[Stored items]
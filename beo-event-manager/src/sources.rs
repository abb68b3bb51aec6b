//! Source list assembly
//!
//! The user-selectable source list combines the device's audio sources with
//! the video sources found in its remote menu. It is rebuilt whenever the
//! device signals that either may have changed.

use std::collections::HashMap;
use std::sync::Arc;

use async_trait::async_trait;
use serde::{Deserialize, Serialize};
use tokio::sync::{mpsc, watch};
use tokio::task::JoinHandle;

use beo_stream::{NotificationRouter, Subscription, Topic};

use crate::config::SourceListOptions;
use crate::error::{ApiError, Result};

/// Audio source as enumerated by the device
#[derive(Debug, Clone, Default, PartialEq, Eq, Serialize, Deserialize)]
#[serde(rename_all = "camelCase")]
pub struct AudioSource {
    pub id: Option<String>,
    pub name: Option<String>,
    pub is_enabled: Option<bool>,
    pub is_playable: Option<bool>,
    /// Whether other devices can join this source over Beolink
    pub is_multiroom_available: Option<bool>,
}

impl AudioSource {
    /// An enabled, playable source
    pub fn new(id: impl Into<String>, name: impl Into<String>) -> Self {
        Self {
            id: Some(id.into()),
            name: Some(name.into()),
            is_enabled: Some(true),
            is_playable: Some(true),
            is_multiroom_available: None,
        }
    }

    pub fn with_multiroom(mut self, available: bool) -> Self {
        self.is_multiroom_available = Some(available);
        self
    }

    pub fn disabled(mut self) -> Self {
        self.is_enabled = Some(false);
        self
    }
}

/// Content descriptor of a remote menu entry
#[derive(Debug, Clone, Default, PartialEq, Eq, Serialize, Deserialize)]
#[serde(rename_all = "camelCase")]
pub struct MenuContent {
    pub categories: Option<Vec<String>>,
}

/// Entry of the device's remote menu
#[derive(Debug, Clone, Default, PartialEq, Eq, Serialize, Deserialize)]
#[serde(rename_all = "camelCase")]
pub struct MenuItem {
    pub label: Option<String>,
    pub available: Option<bool>,
    pub content: Option<MenuContent>,
}

impl MenuItem {
    pub fn new(label: impl Into<String>, categories: &[&str]) -> Self {
        Self {
            label: Some(label.into()),
            available: Some(true),
            content: Some(MenuContent {
                categories: Some(categories.iter().map(|c| c.to_string()).collect()),
            }),
        }
    }
}

/// Device API calls needed to enumerate sources
#[async_trait]
pub trait SourceApi: Send + Sync {
    /// Audio sources, in device order
    async fn available_sources(&self) -> std::result::Result<Vec<AudioSource>, ApiError>;

    /// Remote menu entries keyed by menu id, in device order
    async fn remote_menu(&self) -> std::result::Result<Vec<(String, MenuItem)>, ApiError>;
}

#[derive(Debug, Clone, Copy, PartialEq, Eq)]
pub enum SourceKind {
    Audio,
    Video,
}

/// One selectable source
#[derive(Debug, Clone, PartialEq, Eq)]
pub struct SourceEntry {
    pub id: String,
    pub name: String,
    pub kind: SourceKind,
}

/// Assembled source list: audio sources first, then video sources
#[derive(Debug, Clone, Default, PartialEq, Eq)]
pub struct SourceList {
    entries: Vec<SourceEntry>,
    beolink_expandable: HashMap<String, bool>,
    used_fallback: bool,
}

impl SourceList {
    pub fn entries(&self) -> &[SourceEntry] {
        &self.entries
    }

    pub fn names(&self) -> Vec<&str> {
        self.entries.iter().map(|e| e.name.as_str()).collect()
    }

    pub fn len(&self) -> usize {
        self.entries.len()
    }

    pub fn is_empty(&self) -> bool {
        self.entries.is_empty()
    }

    /// Look up a source by its display name
    pub fn find_by_name(&self, name: &str) -> Option<&SourceEntry> {
        self.entries.iter().find(|e| e.name == name)
    }

    /// Whether an audio source can be expanded to other devices over Beolink
    ///
    /// `None` for ids the device did not enumerate.
    pub fn is_beolink_expandable(&self, id: &str) -> Option<bool> {
        self.beolink_expandable.get(id).copied()
    }

    /// Whether the fallback table replaced the device's audio sources
    pub fn used_fallback(&self) -> bool {
        self.used_fallback
    }

    fn push(&mut self, id: String, name: String, kind: SourceKind) {
        if self.entries.iter().any(|e| e.id == id) {
            return;
        }
        self.entries.push(SourceEntry { id, name, kind });
    }
}

/// Build the source list from the device
///
/// A version mismatch while enumerating audio sources falls back to the
/// configured table; any other failure is returned.
pub async fn assemble_source_list(
    api: &dyn SourceApi,
    options: &SourceListOptions,
) -> Result<SourceList> {
    let mut list = SourceList::default();

    let audio = match api.available_sources().await {
        Ok(sources) => sources,
        Err(ApiError::VersionMismatch(detail)) => {
            tracing::warn!(
                "The API is outdated compared to the device software ({}, client API {}). Using fallback sources",
                detail,
                options.api_version
            );
            list.used_fallback = true;
            options.fallback_sources.clone()
        }
        Err(e) => return Err(e.into()),
    };

    for source in &audio {
        let Some(id) = source.id.as_deref().filter(|id| !id.is_empty()) else {
            continue;
        };
        list.beolink_expandable
            .insert(id.to_string(), source.is_multiroom_available.unwrap_or(false));

        let enabled = source.is_enabled.unwrap_or(false);
        match source.name.as_deref().filter(|name| !name.is_empty()) {
            Some(name) if enabled && !options.is_hidden(id) => {
                list.push(id.to_string(), name.to_string(), SourceKind::Audio);
            }
            _ => {}
        }
    }

    for (key, item) in api.remote_menu().await? {
        if let Some(label) = video_label(&item, options) {
            list.push(key, label.to_string(), SourceKind::Video);
        }
    }

    tracing::debug!(
        sources = list.len(),
        fallback = list.used_fallback,
        "Assembled source list"
    );

    Ok(list)
}

fn video_label<'a>(item: &'a MenuItem, options: &SourceListOptions) -> Option<&'a str> {
    if !item.available.unwrap_or(false) {
        return None;
    }

    let label = item.label.as_deref().filter(|label| !label.is_empty())?;
    if label == options.reserved_video_label {
        return None;
    }

    let categories = item.content.as_ref()?.categories.as_ref()?;
    if categories.is_empty() || categories.contains(&options.excluded_video_category) {
        return None;
    }

    Some(label)
}

/// Keeps an assembled source list current
///
/// Rebuilds the list on `RemoteMenuChanged` and `PlaybackSource`. The router
/// handlers only queue a refresh; the device calls run on a spawned task.
pub struct SourceListWatcher {
    latest: watch::Receiver<Option<SourceList>>,
    refresh_tx: mpsc::UnboundedSender<()>,
    subscriptions: Vec<Subscription>,
    task: JoinHandle<()>,
}

impl SourceListWatcher {
    /// Start watching; must be called inside a tokio runtime
    ///
    /// An initial assembly is queued immediately.
    pub fn spawn(
        router: &NotificationRouter,
        api: Arc<dyn SourceApi>,
        options: SourceListOptions,
    ) -> Self {
        let (latest_tx, latest) = watch::channel(None);
        let (refresh_tx, refresh_rx) = mpsc::unbounded_channel();

        let subscriptions: Vec<Subscription> = [Topic::RemoteMenuChanged, Topic::PlaybackSource]
            .into_iter()
            .map(|topic| {
                let tx = refresh_tx.clone();
                router.subscribe(topic, move |_| {
                    let _ = tx.send(());
                })
            })
            .collect();

        let device_id = router.device_id().clone();
        let task = tokio::spawn(async move {
            run_refresh_loop(api, options, refresh_rx, latest_tx).await;
            tracing::debug!(device_id = %device_id, "Source list watcher stopped");
        });

        let watcher = Self {
            latest,
            refresh_tx,
            subscriptions,
            task,
        };
        watcher.refresh();
        watcher
    }

    /// Queue a rebuild
    pub fn refresh(&self) {
        let _ = self.refresh_tx.send(());
    }

    /// Most recently assembled list
    pub fn latest(&self) -> Option<SourceList> {
        self.latest.borrow().clone()
    }

    pub fn watch(&self) -> watch::Receiver<Option<SourceList>> {
        self.latest.clone()
    }

    /// Detach from the router and stop the refresh task
    ///
    /// Dropping the watcher does the same.
    pub fn shutdown(self) {}
}

impl Drop for SourceListWatcher {
    fn drop(&mut self) {
        for subscription in std::mem::take(&mut self.subscriptions) {
            subscription.unsubscribe();
        }
        self.task.abort();
    }
}

async fn run_refresh_loop(
    api: Arc<dyn SourceApi>,
    options: SourceListOptions,
    mut refresh_rx: mpsc::UnboundedReceiver<()>,
    latest_tx: watch::Sender<Option<SourceList>>,
) {
    while refresh_rx.recv().await.is_some() {
        // Coalesce a burst of change signals into one rebuild
        while refresh_rx.try_recv().is_ok() {}

        match assemble_source_list(api.as_ref(), &options).await {
            Ok(list) => {
                latest_tx.send_replace(Some(list));
            }
            Err(e) => {
                tracing::warn!("Failed to refresh source list: {}", e);
            }
        }
    }
}

#[cfg(test)]
mod tests {
    use super::*;
    use crate::error::EventManagerError;
    use std::sync::atomic::{AtomicUsize, Ordering};

    struct FakeApi {
        audio: std::result::Result<Vec<AudioSource>, ApiError>,
        menu: Vec<(String, MenuItem)>,
        calls: AtomicUsize,
    }

    impl FakeApi {
        fn new(audio: std::result::Result<Vec<AudioSource>, ApiError>) -> Self {
            Self {
                audio,
                menu: Vec::new(),
                calls: AtomicUsize::new(0),
            }
        }

        fn with_menu(mut self, menu: Vec<(&str, MenuItem)>) -> Self {
            self.menu = menu.into_iter().map(|(k, v)| (k.to_string(), v)).collect();
            self
        }
    }

    #[async_trait]
    impl SourceApi for FakeApi {
        async fn available_sources(&self) -> std::result::Result<Vec<AudioSource>, ApiError> {
            self.calls.fetch_add(1, Ordering::SeqCst);
            self.audio.clone()
        }

        async fn remote_menu(&self) -> std::result::Result<Vec<(String, MenuItem)>, ApiError> {
            Ok(self.menu.clone())
        }
    }

    #[tokio::test]
    async fn test_audio_filter() {
        let api = FakeApi::new(Ok(vec![
            AudioSource::new("spotify", "Spotify Connect").with_multiroom(true),
            AudioSource::new("airPlay", "AirPlay"),
            AudioSource::new("deezer", "Deezer").disabled(),
            AudioSource {
                id: Some("tidal".to_string()),
                name: None,
                is_enabled: Some(true),
                ..AudioSource::default()
            },
            AudioSource::new("lineIn", "Line-In"),
        ]));

        let list = assemble_source_list(&api, &SourceListOptions::default())
            .await
            .unwrap();

        assert_eq!(list.names(), vec!["Spotify Connect", "Line-In"]);
        assert!(!list.used_fallback());
        assert_eq!(list.is_beolink_expandable("spotify"), Some(true));
        assert_eq!(list.is_beolink_expandable("lineIn"), Some(false));
        assert_eq!(list.is_beolink_expandable("unknown"), None);
    }

    #[tokio::test]
    async fn test_video_filter_and_order() {
        let mut unavailable = MenuItem::new("HDMI 2", &["tv"]);
        unavailable.available = Some(false);
        let uncategorised = MenuItem {
            label: Some("Apple TV".to_string()),
            available: Some(true),
            content: None,
        };

        let api = FakeApi::new(Ok(vec![AudioSource::new("spotify", "Spotify Connect")]))
            .with_menu(vec![
                ("tv", MenuItem::new("TV", &["tv"])),
                ("hdmi1", MenuItem::new("HDMI 1", &["tv"])),
                ("hdmi2", unavailable),
                ("radio", MenuItem::new("Radio", &["music"])),
                ("empty", MenuItem::new("Empty", &[])),
                ("appletv", uncategorised),
                ("console", MenuItem::new("Console", &["game", "tv"])),
            ]);

        let list = assemble_source_list(&api, &SourceListOptions::default())
            .await
            .unwrap();

        assert_eq!(list.names(), vec!["Spotify Connect", "HDMI 1", "Console"]);
        assert_eq!(list.entries()[1].kind, SourceKind::Video);
        assert_eq!(list.find_by_name("Console").unwrap().id, "console");
    }

    #[tokio::test]
    async fn test_version_mismatch_uses_fallback() {
        let api = FakeApi::new(Err(ApiError::VersionMismatch("4.0.0".to_string())));

        let list = assemble_source_list(&api, &SourceListOptions::default())
            .await
            .unwrap();

        assert!(list.used_fallback());
        // Hidden ids are filtered from the fallback table too
        assert!(list.find_by_name("Bluetooth").is_none());
        assert!(list.find_by_name("Spotify Connect").is_some());
        assert_eq!(list.is_beolink_expandable("uriStreamer"), Some(false));
    }

    #[tokio::test]
    async fn test_other_errors_propagate() {
        let api = FakeApi::new(Err(ApiError::Request("timeout".to_string())));

        let err = assemble_source_list(&api, &SourceListOptions::default())
            .await
            .unwrap_err();

        assert!(matches!(err, EventManagerError::Api(ApiError::Request(_))));
    }
}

▸ About this exercise
Across the entries above, how many lines contain "names"? Provide only the count.

▸ Reply to the exercise
3